Multi-stem singing voice cloning toolkit.
Clone any singing voice onto every vocal stem track — preserving all layers.
Listen: Before & After
All audio below is AI-generated with Suno — fully copyright-free.
Original Song
Source
Pop ballad with male vocal + backing vocals + instrumental
Target Voice
Reference
Funk pop with female vocal — this is the voice we want to clone
Converted Result
Output
Same song structure, but now sung with the target voice
Each vocal stem (main vocal, backing vocals) was converted individually, preserving the full layered production. This is what makes stem-voice-clone different from single-track tools.
How It Works
Multi-Stem Conversion
Each vocal track is converted separately — main, harmonies, ad-libs all preserved.
Zero-Shot
No training needed.
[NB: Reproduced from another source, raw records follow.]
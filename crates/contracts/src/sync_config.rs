//! Clock sync configuration contracts that can be shared across crates.

use serde::{Deserialize, Serialize};
use validator::Validate;

/// Convergence parameters of the clock sync handshake
#[derive(Debug, Clone, Copy, PartialEq, Serialize, Deserialize, Validate)]
#[serde(default)]
pub struct ClockSyncConfig {
    /// Maximum deviation (seconds) of any corrected sample from the mean
    #[validate(range(exclusive_min = 0.0))]
    pub threshold_s: f64,

    /// Number of corrected samples evaluated per convergence round
    #[validate(range(min = 2))]
    pub window: usize,
}

impl Default for ClockSyncConfig {
    fn default() -> Self {
        Self {
            threshold_s: 0.015,
            window: 5,
        }
    }
}
//! # pisc CLI
//!
//! Command-line entry point.
//!
//! Provides:
//! - Reference node (`server`) and sensor node (`client`) runners
//! - Configuration validation and inspection
//! - Graceful shutdown on Ctrl+C / SIGTERM

mod cli;
mod commands;
mod error;

use anyhow::Result;
use clap::Parser;
use observability::ObservabilityConfig;
use tracing::info;

use cli::{Cli, Commands};
use commands::{run_client, run_info, run_server, run_validate};

#[tokio::main]
async fn main() -> Result<()> {
    // Load .env file if present
    dotenvy::dotenv().ok();

    let cli = Cli::parse();

    observability::init_with_config(observability_config(&cli))?;

    info!(version = env!("CARGO_PKG_VERSION"), "pisc starting");

    let result = match &cli.command {
        Commands::Server(args) => run_server(args).await,
        Commands::Client(args) => run_client(args).await,
        Commands::Validate(args) => run_validate(args),
        Commands::Info(args) => run_info(args),
    };

    if let Err(ref e) = result {
        tracing::error!(error = %e, "Command failed");
    }

    result
}

/// Map CLI logging options onto the observability layer.
fn observability_config(cli: &Cli) -> ObservabilityConfig {
    let default_log_level = if cli.quiet {
        "warn"
    } else {
        match cli.verbose {
            0 => "info",
            1 => "debug",
            _ => "trace",
        }
    };

    ObservabilityConfig {
        log_format: cli.log_format.into(),
        metrics_port: Some(cli.metrics_port),
        default_log_level: default_log_level.to_string(),
    }
}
Just provide 15-25 seconds of the target voice.
Silence Masking
Prevents AI hallucination in silent regions of each stem.
Auto Detection
Automatically classifies vocal vs instrumental tracks from your folder.
Get Started
git clone --recursive https://github.com/Daewooki/stem-voice-clone.git
cd stem-voice-clone
install.bat # Windows
./install.sh # Linux/Mac
python convert.py ./my_stems/ --ref singer.mp3